[Start of section]

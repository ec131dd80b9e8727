//! Synchronous event bus
//!
//! Listeners register for an [`EventKind`] with an integer priority. A
//! dispatch runs every listener registered for the event's kind or any of its
//! ancestors, highest priority first, ties by registration order, and returns
//! once all of them have run.
//!
//! Like the scheduler, the bus is a cheap-clone handle and releases its lock
//! while a listener runs. A listener may subscribe, unsubscribe or dispatch
//! nested events; a listener removed mid-dispatch is skipped for the rest of
//! that dispatch.

use crate::guard::guarded;
use hoyo_kernel::{CallbackError, Event, EventKind, ListenerId, PluginId, PluginResult};
use parking_lot::Mutex;
use std::collections::HashMap;
use std::sync::Arc;
use tracing::{debug, warn};

type Handler = Arc<Mutex<Box<dyn FnMut(&mut Event) -> PluginResult<()> + Send>>>;

struct Listener {
    id: ListenerId,
    owner: PluginId,
    priority: i32,
    handler: Handler,
}

#[derive(Default)]
struct BusState {
    next_id: u64,
    by_kind: HashMap<EventKind, Vec<Listener>>,
    kind_of: HashMap<ListenerId, EventKind>,
}

/// Outcome of one dispatch.
#[derive(Debug, Clone, Copy, PartialEq, Eq, Default)]
pub struct DispatchReport {
    pub invoked: usize,
    pub failed: usize,
}

/// 事件总线
/// Event bus handle
#[derive(Clone, Default)]
pub struct EventBus {
    state: Arc<Mutex<BusState>>,
}

impl EventBus {
    pub fn new() -> Self {
        Self::default()
    }

    pub fn subscribe<F>(
        &self,
        kind: impl Into<EventKind>,
        priority: i32,
        owner: PluginId,
        handler: F,
    ) -> ListenerId
    where
        F: FnMut(&mut Event) -> PluginResult<()> + Send + 'static,
    {
        let kind = kind.into();
        let mut state = self.state.lock();
        state.next_id += 1;
        let id = ListenerId(state.next_id);
        debug!("{} subscribed {} to '{}' (priority {})", owner, id, kind, priority);
        state.kind_of.insert(id, kind.clone());
        state.by_kind.entry(kind).or_default().push(Listener {
            id,
            owner,
            priority,
            handler: Arc::new(Mutex::new(Box::new(handler))),
        });
        id
    }

    /// Remove one listener. Returns whether it was registered.
    pub fn unsubscribe(&self, id: ListenerId) -> bool {
        let mut state = self.state.lock();
        let Some(kind) = state.kind_of.remove(&id) else {
            return false;
        };
        if let Some(listeners) = state.by_kind.get_mut(&kind) {
            listeners.retain(|l| l.id != id);
            if listeners.is_empty() {
                state.by_kind.remove(&kind);
            }
        }
        true
    }

    /// Remove every listener owned by `owner`. Returns how many were removed.
    pub fn unsubscribe_all(&self, owner: &PluginId) -> usize {
        let mut state = self.state.lock();
        let mut removed = Vec::new();
        state.by_kind.retain(|_, listeners| {
            listeners.retain(|l| {
                if &l.owner == owner {
                    removed.push(l.id);
                    false
                } else {
                    true
                }
            });
            !listeners.is_empty()
        });
        for id in &removed {
            state.kind_of.remove(id);
        }
        if !removed.is_empty() {
            debug!("Removed {} listener(s) owned by {}", removed.len(), owner);
        }
        removed.len()
    }

    /// Deliver `event` to every matching listener.
    pub fn dispatch(&self, event: &mut Event) -> DispatchReport {
        let snapshot: Vec<(ListenerId, PluginId, Handler)> = {
            let state = self.state.lock();
            let mut matching: Vec<&Listener> = event
                .kind()
                .lineage()
                .iter()
                .filter_map(|kind| state.by_kind.get(kind))
                .flatten()
                .collect();
            matching.sort_by(|a, b| b.priority.cmp(&a.priority).then(a.id.cmp(&b.id)));
            matching
                .into_iter()
                .map(|l| (l.id, l.owner.clone(), l.handler.clone()))
                .collect()
        };

        let mut report = DispatchReport::default();
        for (id, owner, handler) in snapshot {
            if !self.state.lock().kind_of.contains_key(&id) {
                continue;
            }

            report.invoked += 1;
            let result = match handler.try_lock() {
                Some(mut handler) => guarded(&owner, || (*handler)(event)),
                None => Err(CallbackError::Reentrant {
                    owner: owner.clone(),
                }),
            };
            if let Err(err) = result {
                report.failed += 1;
                warn!("Listener {} failed on '{}': {}", id, event.kind(), err);
            }
        }
        report
    }

    pub fn listener_count(&self) -> usize {
        self.state.lock().kind_of.len()
    }

    pub fn listeners_for(&self, owner: &PluginId) -> usize {
        self.state
            .lock()
            .by_kind
            .values()
            .flatten()
            .filter(|l| &l.owner == owner)
            .count()
    }
}

impl std::fmt::Debug for EventBus {
    fn fmt(&self, f: &mut std::fmt::Formatter<'_>) -> std::fmt::Result {
        f.debug_struct("EventBus")
            .field("listeners", &self.listener_count())
            .finish()
    }
}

[End of section]

Please return only the lines above, starting at the line that has "#[derive(Debug, Clone, Copy, PartialEq, Eq, Default)]" and ending at the line that has "state.next_id += 1;", keeping both and leaving each one unchanged.

#[derive(Debug, Clone, Copy, PartialEq, Eq, Default)]
pub struct DispatchReport {
    pub invoked: usize,
    pub failed: usize,
}

/// 事件总线
/// Event bus handle
#[derive(Clone, Default)]
pub struct EventBus {
    state: Arc<Mutex<BusState>>,
}

impl EventBus {
    pub fn new() -> Self {
        Self::default()
    }

    pub fn subscribe<F>(
        &self,
        kind: impl Into<EventKind>,
        priority: i32,
        owner: PluginId,
        handler: F,
    ) -> ListenerId
    where
        F: FnMut(&mut Event) -> PluginResult<()> + Send + 'static,
    {
        let kind = kind.into();
        let mut state = self.state.lock();
        state.next_id += 1;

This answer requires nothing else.